Loss of a soldier in Afghanistan will inevitably spark war debate with renewed reality
Sooner or later a New Zealand serviceman is likely to be killed in Afghanistan. When it happens the New Zealand that I think I know will be sensible about it.
Certainly, the shock will bring home this war as it has not come home yet.
We will debate the purpose and practicalities of the mission with intensity for the first time and it might not be able to survive the scrutiny.
But we will not, save for the predictable veterans of Vietnam protests, treat a soldier's death as a moral outrage.
If this is still the New Zealand I know.
John Langley, an education consultant who writes occasionally on this page, will be feeling lonely at the moment.
On Wednesday he questioned the need for the Prime Minister to rush home from Gallipoli, deserting a trade mission in the Gulf, to attend the funeral of the Air Force helicopter crew killed on Anzac Day.
Just about everybody disagreed with him, in public at least.
A fellow traveller on the trade mission contacted the Herald to say investors they had met had respected Key's decision.
Langley's own board issued a disclaimer and publicly apologised to the Prime Minister.
He expected that. As he wrote on Wednesday,
"One of the problems New Zealand faces is that we are unable to have adult conversations about important issues with ourselves."

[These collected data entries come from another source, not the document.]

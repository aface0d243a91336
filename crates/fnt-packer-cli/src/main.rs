use std::fs;
use std::path::{Path, PathBuf};
use std::process::ExitCode;
use std::time::{Duration, Instant};

use anyhow::Context;
use clap::{ArgAction, Parser, Subcommand};
use fnt_packer_core::prelude::*;
use fnt_packer_core::{OutputPage, run_trials};
use globset::{Glob, GlobSet, GlobSetBuilder};
use serde::{Deserialize, Serialize};
use tracing::info;
use tracing_subscriber::EnvFilter;
use walkdir::WalkDir;

#[derive(Parser, Debug)]
#[command(
    name = "fnt-packer",
    about = "Pack a folder of glyph images into bitmap-font atlas pages and a .fnt descriptor",
    version,
    author
)]
struct Cli {
    #[command(subcommand)]
    command: Commands,
    /// Show progress bars (disable with --progress false or --quiet)
    #[arg(long, default_value_t = true, action=ArgAction::Set, global=true, help_heading = "Logging/UX")]
    progress: bool,
    /// Increase verbosity (-v, -vv)
    #[arg(short, long, action=ArgAction::Count, global=true, help_heading = "Logging/UX")]
    verbose: u8,
    /// Quiet mode (overrides verbose)
    #[arg(
        short,
        long,
        default_value_t = false,
        global = true,
        help_heading = "Logging/UX"
    )]
    quiet: bool,
}

#[derive(Subcommand, Debug)]
enum Commands {
    /// Pack glyph images into atlas pages and write the font descriptor
    Pack(PackArgs),
    /// Report per-heuristic occupancy of the first page and time a full layout
    Bench(BenchArgs),
}

#[derive(Parser, Debug, Clone)]
struct PackArgs {
    // Input/Output
    /// Glyphs directory (searched recursively)
    #[arg(long, required_unless_present = "config", help_heading = "Input/Output")]
    dir: Option<PathBuf>,
    /// Path to output files without extension (pages: <output>_N.png, descriptor: <output>.fnt)
    #[arg(long, required_unless_present = "config", help_heading = "Input/Output")]
    output: Option<PathBuf>,
    /// YAML config file; command-line flags override its values
    #[arg(long, help_heading = "Input/Output")]
    config: Option<PathBuf>,
    /// Include patterns (glob). If set, only files matching any pattern are considered
    #[arg(long, help_heading = "Input/Output")]
    include: Vec<String>,
    /// Exclude patterns (glob). Files matching any pattern will be ignored
    #[arg(long, help_heading = "Input/Output")]
    exclude: Vec<String>,

    // Layout
    /// Texture (page) width
    #[arg(long, required_unless_present = "config", help_heading = "Layout")]
    width: Option<u32>,
    /// Texture (page) height
    #[arg(long, required_unless_present = "config", help_heading = "Layout")]
    height: Option<u32>,
    /// Heuristic: auto|bssf|blsf|baf|bl|cp
    #[arg(long, help_heading = "Layout")]
    heuristic: Option<String>,
    /// Evaluate heuristic trials in parallel (requires core feature `parallel`)
    #[arg(long, default_value_t = false, help_heading = "Layout")]
    parallel: bool,

    // Export
    /// Glyph id rule: strip-prefix (drop first character of stems longer than one) | stem
    #[arg(long, help_heading = "Export")]
    id_strategy: Option<String>,
    /// Descriptor format: xml (.fnt) | json
    #[arg(long, help_heading = "Export")]
    format: Option<String>,
    /// Export packing stats (JSON) to this file
    #[arg(long, help_heading = "Export")]
    export_stats: Option<PathBuf>,
    /// Print the merged configuration (after CLI/YAML) and exit
    #[arg(long, default_value_t = false, help_heading = "Export")]
    print_config: bool,
    /// Output format for --print-config: json|yaml
    #[arg(long, default_value = "json", value_parser = ["json", "yaml"], help_heading = "Export")]
    print_config_format: String,
    /// Dry run: compute layout and stats but do not write files
    #[arg(long, default_value_t = false, help_heading = "Export")]
    dry_run: bool,
}

#[derive(Parser, Debug, Clone)]
struct BenchArgs {
    /// Glyphs directory
    dir: PathBuf,
    /// Texture (page) width
    #[arg(long)]
    width: u32,
    /// Texture (page) height
    #[arg(long)]
    height: u32,
    /// Glyph id rule: strip-prefix | stem
    #[arg(long, default_value = "strip-prefix")]
    id_strategy: String,
}

/// Settings file accepted by `--config`.
#[derive(Debug, Deserialize, Default)]
struct YamlConfig {
    dir: Option<PathBuf>,
    output: Option<PathBuf>,
    width: Option<u32>,
    height: Option<u32>,
    heuristic: Option<String>,
    parallel: Option<bool>,
    id_strategy: Option<String>,
    format: Option<String>,
    include: Option<Vec<String>>,
    exclude: Option<Vec<String>>,
}

/// Fully resolved settings for one `pack` run.
#[derive(Debug, Clone, Serialize)]
struct RunConfig {
    dir: PathBuf,
    output: PathBuf,
    id_strategy: GlyphIdStrategy,
    format: DescriptorFormat,
    include: Vec<String>,
    exclude: Vec<String>,
    packer: PackerConfig,
}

Langley blamed the news media, imagining what they would have said of Key "swanning about in another part of the world" when "three brave boys have been killed in the line of duty".
I am not so sure about that. We are not (yet) Americans when it comes to young men in uniforms. The chopper was on its way to a ceremonial fly-over when it crashed for no reason yet revealed.
To call the tragedy death in the line of duty stretches the normal military meaning of the phrase.
Had Key kept to his itinerary, I doubt there would have been much criticism. Everyone bar Langley probably appreciates the gesture now but that does not mean we expected it.
If there had been that expectation - and I didn't hear it - any disappointment would have been overwhelmed this week by the news that Key subsequently made a secretly scheduled visit to Afghanistan. That is where he needed to be.
The revelation that he had to travel back there straight after the funeral makes his attendance all the more remarkable. If we didn't expect it, why did he do it?
Hopefully his reason was the one he gave: Whenuapai Air Force base is in his electorate and he had met the airmen.
Key is one of those people who remembers everyone he meets. He is genuinely interested in them. But it takes a great deal of care to fly around the world for a funeral. Not many do it for anyone outside their immediate family.
Perhaps he decided it was the right thing for a Prime Minister to do. Governments naturally have a special regard for those sections of the state services that may be asked to risk their lives.
I wonder if Key came home because he has mentally readied himself for a fatality in Afghanistan. When he sees the news coverage of death these days he knows he will have to be well-prepared.
Newspapers used to be wary of death. Unless the person was the incumbent Prime Minister or someone equally prominent the circumstances of their death would be covered circumspectly and their funeral was treated as a private occasion.
Editors supposed few bereaved families wanted to share their loss and few readers wanted to dwell on the wrenching sentiments of grief.
I always suspected they were wrong about the bereaved. When I lost a brother I would have loved to tell the world about it.
I remember the gratitude I felt to everyone who came to the funeral and the understanding you could sense in those who had lost someone close. Later, as reporter myself, I would have been able to knock on the door, but we rarely did it in those days.
The old assumption was wrong about the bereaved but I'm not so sure it was wrong about the readers. If today's coverage of someone's death goes far beyond the span of most people's natural interest, nobody is going to say so. The coverage seems capable of creating its own level of communal grief.
This may be a good thing, making the country more sensitive to risk and suffering. It might already have changed the national character in a way that John Key understands better than John Langley.
But I doubt it. When we come to face a death that occurs in our name, the shock will be real and our response mature.